## Work instructions
Give the number of lines below with "minutes" in them, leaving out anything else.

## Information

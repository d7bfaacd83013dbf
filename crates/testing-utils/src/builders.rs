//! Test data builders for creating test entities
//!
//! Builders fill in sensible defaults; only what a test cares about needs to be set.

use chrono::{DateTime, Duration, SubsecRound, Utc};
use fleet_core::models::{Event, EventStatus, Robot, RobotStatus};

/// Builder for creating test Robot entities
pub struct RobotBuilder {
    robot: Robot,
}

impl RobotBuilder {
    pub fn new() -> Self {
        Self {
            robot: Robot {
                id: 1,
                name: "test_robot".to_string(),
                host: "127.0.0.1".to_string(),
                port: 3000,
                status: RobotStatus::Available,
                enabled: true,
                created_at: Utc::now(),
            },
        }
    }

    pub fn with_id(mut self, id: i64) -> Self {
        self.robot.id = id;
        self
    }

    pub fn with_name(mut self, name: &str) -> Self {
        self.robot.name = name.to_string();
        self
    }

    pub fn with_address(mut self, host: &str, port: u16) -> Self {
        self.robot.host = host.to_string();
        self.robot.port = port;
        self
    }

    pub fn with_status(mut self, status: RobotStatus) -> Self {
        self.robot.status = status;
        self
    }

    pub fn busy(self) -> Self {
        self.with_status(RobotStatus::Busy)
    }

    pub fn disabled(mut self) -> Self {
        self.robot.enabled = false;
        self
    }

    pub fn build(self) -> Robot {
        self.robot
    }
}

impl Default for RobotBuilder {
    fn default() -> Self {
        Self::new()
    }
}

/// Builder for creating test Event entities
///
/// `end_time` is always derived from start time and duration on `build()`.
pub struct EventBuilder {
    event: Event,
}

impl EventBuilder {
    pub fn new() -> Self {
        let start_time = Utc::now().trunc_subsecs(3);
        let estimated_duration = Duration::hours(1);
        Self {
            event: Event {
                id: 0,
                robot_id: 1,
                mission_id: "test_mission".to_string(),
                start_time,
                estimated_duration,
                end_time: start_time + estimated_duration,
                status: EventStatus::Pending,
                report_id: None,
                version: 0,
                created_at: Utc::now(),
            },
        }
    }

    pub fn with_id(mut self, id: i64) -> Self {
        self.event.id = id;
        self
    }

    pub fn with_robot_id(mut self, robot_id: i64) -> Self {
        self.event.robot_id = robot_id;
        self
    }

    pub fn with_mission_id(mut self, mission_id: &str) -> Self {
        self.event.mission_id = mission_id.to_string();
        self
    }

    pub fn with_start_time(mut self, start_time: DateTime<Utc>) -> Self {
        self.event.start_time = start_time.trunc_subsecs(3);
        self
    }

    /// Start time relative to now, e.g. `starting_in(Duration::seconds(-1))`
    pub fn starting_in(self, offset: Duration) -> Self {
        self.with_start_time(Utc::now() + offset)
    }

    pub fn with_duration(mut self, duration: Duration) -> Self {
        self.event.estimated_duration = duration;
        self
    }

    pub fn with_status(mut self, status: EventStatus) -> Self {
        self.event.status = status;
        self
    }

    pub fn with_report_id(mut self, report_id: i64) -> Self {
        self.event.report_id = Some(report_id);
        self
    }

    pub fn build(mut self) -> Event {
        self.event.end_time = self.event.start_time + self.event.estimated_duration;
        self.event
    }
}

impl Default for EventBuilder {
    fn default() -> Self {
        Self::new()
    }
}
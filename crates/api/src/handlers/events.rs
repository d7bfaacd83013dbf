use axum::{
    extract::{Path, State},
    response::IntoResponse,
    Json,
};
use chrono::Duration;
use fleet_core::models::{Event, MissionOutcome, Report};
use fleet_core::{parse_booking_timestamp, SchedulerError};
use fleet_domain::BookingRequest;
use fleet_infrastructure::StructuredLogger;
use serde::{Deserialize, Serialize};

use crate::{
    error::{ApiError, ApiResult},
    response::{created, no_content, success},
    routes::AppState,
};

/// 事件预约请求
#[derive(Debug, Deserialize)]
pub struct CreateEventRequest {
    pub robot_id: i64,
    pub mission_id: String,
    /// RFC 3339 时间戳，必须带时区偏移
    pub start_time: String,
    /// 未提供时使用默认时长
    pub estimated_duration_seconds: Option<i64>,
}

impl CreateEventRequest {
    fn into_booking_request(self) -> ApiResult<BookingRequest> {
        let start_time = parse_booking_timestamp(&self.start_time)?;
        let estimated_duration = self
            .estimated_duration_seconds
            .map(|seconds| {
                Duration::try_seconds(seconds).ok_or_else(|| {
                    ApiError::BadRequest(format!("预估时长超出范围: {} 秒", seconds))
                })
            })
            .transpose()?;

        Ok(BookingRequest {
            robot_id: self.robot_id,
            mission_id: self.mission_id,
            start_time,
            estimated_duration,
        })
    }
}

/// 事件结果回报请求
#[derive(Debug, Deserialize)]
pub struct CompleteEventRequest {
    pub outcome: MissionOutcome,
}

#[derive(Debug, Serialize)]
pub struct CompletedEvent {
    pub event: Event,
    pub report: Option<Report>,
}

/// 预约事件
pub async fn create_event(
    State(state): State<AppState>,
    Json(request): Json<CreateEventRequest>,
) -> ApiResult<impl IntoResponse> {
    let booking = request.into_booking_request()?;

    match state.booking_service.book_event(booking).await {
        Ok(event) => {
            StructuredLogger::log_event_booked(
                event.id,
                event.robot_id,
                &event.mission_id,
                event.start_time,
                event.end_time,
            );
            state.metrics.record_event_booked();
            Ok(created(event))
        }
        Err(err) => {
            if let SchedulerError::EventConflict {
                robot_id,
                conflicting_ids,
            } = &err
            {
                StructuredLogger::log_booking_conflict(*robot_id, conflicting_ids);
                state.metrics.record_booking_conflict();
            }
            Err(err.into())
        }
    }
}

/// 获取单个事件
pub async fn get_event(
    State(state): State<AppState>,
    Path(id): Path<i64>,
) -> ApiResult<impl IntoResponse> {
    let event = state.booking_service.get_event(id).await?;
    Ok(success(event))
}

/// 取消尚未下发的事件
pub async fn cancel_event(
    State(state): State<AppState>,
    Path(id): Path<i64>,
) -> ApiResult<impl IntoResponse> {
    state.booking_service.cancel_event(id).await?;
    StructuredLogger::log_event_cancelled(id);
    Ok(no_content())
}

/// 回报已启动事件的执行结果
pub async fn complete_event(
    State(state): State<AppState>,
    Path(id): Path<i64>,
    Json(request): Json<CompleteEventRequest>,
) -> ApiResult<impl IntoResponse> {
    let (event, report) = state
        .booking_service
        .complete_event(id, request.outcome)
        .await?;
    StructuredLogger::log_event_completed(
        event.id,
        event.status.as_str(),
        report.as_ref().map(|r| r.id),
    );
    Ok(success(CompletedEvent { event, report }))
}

--

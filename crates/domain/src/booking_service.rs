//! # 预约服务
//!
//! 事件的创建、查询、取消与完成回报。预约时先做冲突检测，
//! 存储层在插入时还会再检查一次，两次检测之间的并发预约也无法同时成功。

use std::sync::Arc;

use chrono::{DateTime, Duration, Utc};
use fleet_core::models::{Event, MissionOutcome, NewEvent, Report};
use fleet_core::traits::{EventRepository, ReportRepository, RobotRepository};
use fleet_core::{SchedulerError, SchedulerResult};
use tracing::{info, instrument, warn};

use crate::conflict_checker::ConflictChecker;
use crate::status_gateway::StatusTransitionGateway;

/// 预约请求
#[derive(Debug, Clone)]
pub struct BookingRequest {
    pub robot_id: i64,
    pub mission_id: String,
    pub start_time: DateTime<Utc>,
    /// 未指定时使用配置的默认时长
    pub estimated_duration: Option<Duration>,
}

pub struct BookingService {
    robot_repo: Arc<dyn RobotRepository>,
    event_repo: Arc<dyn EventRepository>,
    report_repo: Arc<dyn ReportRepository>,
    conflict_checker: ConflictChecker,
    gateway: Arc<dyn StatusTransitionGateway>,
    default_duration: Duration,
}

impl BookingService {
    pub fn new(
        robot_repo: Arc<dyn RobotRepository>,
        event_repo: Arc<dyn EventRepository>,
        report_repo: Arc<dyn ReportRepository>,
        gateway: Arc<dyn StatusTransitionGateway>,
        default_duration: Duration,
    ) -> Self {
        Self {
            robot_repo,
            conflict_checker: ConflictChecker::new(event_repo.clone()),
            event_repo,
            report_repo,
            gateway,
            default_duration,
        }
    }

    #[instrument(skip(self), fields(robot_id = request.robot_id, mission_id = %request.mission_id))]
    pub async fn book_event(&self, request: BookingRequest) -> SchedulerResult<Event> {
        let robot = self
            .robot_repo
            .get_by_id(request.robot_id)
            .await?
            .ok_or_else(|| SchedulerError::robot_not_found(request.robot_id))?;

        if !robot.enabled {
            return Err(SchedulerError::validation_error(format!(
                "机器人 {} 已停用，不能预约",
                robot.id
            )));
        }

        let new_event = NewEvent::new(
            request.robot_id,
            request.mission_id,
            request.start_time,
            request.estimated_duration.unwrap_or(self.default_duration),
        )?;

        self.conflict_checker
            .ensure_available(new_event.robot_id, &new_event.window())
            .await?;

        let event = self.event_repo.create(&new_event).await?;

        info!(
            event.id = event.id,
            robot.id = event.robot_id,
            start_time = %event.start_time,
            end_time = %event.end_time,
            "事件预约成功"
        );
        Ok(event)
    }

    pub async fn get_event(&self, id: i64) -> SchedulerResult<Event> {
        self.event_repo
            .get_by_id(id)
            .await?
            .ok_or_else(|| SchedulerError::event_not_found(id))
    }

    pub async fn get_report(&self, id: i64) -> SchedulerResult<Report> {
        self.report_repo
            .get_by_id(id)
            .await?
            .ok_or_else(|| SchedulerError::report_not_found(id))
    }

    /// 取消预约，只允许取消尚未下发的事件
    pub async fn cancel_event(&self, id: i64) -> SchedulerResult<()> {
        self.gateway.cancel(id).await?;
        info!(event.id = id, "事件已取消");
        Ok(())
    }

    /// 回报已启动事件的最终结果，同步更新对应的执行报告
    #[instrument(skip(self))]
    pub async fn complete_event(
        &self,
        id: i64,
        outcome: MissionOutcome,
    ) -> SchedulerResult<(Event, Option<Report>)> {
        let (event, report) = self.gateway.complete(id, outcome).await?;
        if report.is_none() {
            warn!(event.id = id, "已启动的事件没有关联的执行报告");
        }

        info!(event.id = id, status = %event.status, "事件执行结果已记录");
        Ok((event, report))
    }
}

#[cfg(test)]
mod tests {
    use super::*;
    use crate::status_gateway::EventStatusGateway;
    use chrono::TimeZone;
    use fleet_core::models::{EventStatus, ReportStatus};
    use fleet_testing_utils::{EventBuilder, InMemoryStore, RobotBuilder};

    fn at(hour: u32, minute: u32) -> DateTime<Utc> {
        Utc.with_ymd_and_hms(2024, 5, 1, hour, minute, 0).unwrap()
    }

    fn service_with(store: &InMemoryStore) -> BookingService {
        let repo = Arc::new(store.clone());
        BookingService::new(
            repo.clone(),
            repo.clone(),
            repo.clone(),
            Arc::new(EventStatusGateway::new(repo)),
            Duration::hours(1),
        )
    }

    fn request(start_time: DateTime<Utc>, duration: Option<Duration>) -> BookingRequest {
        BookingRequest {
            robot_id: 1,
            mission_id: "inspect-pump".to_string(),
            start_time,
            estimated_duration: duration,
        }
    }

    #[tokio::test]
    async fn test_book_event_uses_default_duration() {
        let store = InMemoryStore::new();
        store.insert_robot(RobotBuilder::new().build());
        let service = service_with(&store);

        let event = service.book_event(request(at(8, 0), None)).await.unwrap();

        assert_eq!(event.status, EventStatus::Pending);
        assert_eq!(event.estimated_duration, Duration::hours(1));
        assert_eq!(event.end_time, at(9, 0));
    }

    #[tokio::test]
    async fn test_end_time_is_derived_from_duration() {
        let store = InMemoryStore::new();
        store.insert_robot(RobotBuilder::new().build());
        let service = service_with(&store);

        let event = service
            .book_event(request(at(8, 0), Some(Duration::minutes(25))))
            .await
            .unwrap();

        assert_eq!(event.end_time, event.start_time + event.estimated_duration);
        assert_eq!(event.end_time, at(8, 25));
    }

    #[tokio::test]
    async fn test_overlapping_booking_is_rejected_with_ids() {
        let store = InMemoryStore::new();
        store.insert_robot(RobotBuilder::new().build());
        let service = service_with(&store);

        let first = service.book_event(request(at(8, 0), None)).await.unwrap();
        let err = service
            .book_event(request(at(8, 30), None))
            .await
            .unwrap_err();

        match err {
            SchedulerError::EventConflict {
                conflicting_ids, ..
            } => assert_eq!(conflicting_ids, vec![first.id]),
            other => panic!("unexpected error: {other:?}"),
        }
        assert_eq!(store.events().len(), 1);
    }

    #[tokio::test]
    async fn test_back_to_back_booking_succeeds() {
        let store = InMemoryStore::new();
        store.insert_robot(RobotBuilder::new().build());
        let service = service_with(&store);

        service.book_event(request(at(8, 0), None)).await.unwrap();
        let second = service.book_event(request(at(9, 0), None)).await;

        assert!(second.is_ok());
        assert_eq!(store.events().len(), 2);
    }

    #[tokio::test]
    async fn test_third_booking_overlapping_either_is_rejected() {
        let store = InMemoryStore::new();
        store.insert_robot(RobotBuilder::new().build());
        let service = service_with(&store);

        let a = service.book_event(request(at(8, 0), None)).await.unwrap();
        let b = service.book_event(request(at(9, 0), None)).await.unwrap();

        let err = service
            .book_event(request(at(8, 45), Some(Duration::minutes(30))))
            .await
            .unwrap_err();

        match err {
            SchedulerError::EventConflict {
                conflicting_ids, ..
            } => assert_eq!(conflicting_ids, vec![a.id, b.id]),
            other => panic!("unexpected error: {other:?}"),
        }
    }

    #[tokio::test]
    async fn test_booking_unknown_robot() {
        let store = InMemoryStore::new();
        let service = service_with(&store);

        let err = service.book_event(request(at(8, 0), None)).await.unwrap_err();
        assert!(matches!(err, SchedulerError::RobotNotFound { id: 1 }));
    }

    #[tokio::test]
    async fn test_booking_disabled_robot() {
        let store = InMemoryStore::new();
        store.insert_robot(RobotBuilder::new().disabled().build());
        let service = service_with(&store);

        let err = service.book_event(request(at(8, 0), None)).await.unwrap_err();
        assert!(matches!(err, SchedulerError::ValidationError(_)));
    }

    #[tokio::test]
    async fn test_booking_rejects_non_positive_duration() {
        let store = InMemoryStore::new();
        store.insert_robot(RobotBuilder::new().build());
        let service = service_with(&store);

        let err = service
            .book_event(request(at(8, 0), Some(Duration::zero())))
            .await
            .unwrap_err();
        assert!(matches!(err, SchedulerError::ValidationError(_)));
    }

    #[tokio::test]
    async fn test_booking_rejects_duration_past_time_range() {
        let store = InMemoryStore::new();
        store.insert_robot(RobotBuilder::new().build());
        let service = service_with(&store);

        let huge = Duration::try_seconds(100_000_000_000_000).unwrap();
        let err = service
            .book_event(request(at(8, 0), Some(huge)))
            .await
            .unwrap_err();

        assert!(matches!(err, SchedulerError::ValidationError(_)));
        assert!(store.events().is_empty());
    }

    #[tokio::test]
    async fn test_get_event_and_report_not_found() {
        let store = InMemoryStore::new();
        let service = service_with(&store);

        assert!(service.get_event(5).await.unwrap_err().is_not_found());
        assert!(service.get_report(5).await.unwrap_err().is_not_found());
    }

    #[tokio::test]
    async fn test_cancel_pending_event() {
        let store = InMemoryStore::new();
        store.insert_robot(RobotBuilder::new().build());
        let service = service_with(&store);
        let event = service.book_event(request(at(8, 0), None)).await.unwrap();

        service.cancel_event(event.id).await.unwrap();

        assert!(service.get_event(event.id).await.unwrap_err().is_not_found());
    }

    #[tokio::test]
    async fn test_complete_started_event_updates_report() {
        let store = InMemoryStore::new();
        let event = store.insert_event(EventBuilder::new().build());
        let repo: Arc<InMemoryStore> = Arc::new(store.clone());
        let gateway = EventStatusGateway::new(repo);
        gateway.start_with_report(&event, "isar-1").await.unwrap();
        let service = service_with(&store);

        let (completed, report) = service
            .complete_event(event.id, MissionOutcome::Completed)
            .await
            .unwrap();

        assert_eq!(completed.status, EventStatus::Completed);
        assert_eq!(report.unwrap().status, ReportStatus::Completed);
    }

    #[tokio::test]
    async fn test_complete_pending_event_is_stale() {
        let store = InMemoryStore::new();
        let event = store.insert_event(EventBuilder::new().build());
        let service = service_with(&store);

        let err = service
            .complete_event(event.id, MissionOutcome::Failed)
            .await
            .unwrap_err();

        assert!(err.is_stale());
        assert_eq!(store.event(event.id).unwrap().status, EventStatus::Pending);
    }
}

## Task output
2